SUPPLIED RECORDS:
=====
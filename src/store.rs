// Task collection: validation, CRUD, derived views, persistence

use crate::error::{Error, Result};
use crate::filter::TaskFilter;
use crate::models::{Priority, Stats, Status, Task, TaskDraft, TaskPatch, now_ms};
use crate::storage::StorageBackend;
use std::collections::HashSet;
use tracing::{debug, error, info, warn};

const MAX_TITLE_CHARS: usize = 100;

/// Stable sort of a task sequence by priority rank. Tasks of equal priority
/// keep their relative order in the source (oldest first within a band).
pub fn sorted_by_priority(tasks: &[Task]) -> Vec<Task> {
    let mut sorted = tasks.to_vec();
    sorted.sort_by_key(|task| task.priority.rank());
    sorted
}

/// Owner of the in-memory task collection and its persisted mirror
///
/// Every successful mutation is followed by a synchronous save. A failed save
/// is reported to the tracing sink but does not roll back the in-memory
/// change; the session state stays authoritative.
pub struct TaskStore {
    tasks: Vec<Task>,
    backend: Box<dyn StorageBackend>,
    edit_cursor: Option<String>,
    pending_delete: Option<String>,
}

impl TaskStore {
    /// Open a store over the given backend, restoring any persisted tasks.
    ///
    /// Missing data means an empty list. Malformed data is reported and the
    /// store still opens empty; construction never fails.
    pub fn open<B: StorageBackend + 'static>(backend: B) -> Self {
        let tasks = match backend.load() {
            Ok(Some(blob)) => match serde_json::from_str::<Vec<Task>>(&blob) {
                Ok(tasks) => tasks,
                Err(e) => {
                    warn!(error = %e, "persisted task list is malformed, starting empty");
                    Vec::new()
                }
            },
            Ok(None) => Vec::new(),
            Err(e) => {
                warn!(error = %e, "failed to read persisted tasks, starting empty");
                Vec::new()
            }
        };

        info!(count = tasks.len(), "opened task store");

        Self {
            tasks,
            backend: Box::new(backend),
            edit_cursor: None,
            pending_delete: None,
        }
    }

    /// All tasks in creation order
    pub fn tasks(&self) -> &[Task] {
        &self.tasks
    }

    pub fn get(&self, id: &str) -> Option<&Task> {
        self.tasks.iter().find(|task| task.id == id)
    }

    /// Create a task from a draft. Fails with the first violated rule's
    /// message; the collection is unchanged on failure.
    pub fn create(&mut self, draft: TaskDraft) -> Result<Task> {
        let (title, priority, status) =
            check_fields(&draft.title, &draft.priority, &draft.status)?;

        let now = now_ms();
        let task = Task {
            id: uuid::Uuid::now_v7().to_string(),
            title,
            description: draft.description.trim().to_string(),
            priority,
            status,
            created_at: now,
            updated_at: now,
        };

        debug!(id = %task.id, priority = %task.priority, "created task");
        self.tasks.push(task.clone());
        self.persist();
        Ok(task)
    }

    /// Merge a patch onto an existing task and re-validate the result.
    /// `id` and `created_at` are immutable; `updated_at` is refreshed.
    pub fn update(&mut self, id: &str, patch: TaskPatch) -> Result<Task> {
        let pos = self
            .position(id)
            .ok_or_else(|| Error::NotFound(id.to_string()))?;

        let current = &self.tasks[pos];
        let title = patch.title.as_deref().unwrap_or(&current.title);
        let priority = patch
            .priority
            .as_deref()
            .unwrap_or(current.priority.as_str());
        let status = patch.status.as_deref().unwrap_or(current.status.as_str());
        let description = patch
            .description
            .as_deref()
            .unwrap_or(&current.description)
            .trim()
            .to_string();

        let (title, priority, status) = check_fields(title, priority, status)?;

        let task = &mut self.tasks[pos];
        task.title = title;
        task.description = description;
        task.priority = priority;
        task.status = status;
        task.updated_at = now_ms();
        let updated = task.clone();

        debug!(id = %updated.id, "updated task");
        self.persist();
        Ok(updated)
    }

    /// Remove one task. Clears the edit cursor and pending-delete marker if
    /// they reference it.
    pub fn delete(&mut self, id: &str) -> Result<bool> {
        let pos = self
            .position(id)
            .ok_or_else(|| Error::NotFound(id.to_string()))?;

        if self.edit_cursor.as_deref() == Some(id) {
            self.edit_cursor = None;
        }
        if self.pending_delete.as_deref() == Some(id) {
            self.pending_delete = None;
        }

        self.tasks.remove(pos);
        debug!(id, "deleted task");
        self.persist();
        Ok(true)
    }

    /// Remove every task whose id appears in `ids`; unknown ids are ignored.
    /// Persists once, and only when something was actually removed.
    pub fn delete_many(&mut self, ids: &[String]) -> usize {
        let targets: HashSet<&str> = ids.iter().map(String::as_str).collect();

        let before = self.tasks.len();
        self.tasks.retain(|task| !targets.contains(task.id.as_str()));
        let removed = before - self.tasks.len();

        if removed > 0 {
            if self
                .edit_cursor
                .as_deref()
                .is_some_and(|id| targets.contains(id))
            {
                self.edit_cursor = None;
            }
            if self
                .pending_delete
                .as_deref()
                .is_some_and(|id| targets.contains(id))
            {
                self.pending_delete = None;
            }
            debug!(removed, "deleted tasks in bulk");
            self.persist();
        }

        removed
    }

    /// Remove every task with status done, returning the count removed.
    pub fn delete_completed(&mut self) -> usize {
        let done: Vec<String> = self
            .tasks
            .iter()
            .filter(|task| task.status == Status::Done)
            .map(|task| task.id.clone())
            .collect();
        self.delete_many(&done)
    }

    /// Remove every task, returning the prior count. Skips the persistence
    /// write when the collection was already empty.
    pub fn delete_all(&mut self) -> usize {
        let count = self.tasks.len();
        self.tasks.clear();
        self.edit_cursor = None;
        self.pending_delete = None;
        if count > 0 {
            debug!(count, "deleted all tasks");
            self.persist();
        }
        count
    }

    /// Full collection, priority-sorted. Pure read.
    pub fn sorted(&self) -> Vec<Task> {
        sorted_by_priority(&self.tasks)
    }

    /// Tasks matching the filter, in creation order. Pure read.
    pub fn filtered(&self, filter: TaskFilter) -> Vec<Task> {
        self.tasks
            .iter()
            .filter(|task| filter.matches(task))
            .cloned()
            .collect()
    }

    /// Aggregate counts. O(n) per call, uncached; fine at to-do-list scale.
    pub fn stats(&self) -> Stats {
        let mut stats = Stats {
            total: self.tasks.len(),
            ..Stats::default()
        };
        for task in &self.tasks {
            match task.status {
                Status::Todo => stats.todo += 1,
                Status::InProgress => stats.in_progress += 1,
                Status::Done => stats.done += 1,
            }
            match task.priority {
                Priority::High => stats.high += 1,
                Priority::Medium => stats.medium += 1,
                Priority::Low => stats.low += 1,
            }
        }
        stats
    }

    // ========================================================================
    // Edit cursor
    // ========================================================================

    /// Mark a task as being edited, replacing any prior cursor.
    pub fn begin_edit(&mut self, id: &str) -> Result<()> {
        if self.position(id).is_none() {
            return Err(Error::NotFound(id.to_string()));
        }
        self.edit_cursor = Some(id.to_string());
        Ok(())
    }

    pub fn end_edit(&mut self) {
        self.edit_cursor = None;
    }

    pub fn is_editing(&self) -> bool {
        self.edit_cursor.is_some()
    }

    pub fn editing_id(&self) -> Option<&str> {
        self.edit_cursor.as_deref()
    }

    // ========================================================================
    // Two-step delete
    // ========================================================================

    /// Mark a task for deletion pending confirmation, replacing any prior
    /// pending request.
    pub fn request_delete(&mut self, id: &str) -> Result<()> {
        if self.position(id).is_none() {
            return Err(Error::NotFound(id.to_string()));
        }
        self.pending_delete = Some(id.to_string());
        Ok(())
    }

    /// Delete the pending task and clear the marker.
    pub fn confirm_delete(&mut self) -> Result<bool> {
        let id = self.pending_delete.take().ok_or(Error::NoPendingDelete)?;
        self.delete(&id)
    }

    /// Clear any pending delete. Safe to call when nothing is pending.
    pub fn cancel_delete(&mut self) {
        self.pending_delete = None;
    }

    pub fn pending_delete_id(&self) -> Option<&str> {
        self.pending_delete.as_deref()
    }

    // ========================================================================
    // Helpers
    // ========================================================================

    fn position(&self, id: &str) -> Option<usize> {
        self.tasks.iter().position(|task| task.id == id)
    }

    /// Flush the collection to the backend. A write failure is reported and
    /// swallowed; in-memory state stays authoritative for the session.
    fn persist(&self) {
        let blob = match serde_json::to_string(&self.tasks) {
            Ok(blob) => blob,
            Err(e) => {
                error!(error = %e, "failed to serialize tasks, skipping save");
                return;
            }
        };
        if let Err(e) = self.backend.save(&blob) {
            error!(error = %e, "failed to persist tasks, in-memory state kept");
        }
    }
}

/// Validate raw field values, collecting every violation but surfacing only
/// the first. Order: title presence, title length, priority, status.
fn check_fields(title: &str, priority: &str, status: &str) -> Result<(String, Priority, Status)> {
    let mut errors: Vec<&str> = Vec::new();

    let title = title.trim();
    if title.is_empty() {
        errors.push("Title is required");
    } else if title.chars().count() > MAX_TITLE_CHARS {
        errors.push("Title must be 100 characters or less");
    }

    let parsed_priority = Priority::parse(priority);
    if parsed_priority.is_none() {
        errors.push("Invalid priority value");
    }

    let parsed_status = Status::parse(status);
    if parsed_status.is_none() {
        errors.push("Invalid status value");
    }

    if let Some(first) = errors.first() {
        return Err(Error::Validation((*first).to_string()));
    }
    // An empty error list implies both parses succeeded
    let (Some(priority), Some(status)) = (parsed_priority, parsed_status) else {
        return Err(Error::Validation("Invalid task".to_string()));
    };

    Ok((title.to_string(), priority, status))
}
=====
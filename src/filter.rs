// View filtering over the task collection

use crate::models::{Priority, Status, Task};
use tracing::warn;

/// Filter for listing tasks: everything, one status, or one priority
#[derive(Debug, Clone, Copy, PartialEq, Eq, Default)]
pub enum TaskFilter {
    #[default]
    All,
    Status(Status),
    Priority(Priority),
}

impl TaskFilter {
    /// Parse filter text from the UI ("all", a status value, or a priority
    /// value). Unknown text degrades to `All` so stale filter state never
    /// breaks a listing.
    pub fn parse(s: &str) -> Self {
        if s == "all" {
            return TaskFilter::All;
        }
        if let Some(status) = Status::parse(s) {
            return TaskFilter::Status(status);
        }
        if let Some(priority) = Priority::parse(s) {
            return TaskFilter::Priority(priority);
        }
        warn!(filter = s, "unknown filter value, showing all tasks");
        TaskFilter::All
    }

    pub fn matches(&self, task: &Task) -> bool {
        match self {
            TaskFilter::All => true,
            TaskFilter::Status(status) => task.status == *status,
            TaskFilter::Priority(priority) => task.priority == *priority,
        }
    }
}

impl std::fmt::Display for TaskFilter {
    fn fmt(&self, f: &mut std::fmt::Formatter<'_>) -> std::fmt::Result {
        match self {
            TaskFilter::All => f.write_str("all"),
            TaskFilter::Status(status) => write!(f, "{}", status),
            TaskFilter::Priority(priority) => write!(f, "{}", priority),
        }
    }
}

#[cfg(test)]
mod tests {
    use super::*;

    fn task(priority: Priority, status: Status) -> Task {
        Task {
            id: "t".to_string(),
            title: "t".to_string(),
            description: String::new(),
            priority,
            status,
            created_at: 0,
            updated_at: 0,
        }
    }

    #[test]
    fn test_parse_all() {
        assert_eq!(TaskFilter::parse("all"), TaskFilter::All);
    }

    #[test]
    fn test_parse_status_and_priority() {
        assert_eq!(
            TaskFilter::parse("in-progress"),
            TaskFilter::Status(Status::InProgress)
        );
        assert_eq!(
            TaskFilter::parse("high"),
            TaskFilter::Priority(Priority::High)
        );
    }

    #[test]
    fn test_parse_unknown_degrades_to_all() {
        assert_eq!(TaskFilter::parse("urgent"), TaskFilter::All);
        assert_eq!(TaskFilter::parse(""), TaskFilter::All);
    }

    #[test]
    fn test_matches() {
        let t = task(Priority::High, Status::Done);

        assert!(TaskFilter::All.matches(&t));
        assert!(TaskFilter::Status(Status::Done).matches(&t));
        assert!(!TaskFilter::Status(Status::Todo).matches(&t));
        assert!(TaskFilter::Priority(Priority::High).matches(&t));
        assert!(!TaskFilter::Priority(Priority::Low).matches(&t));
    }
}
=====
ASSIGNMENT: State how many lines of the data contain the word "failure". Nothing besides the number belongs in the reply.

SOLUTION: 2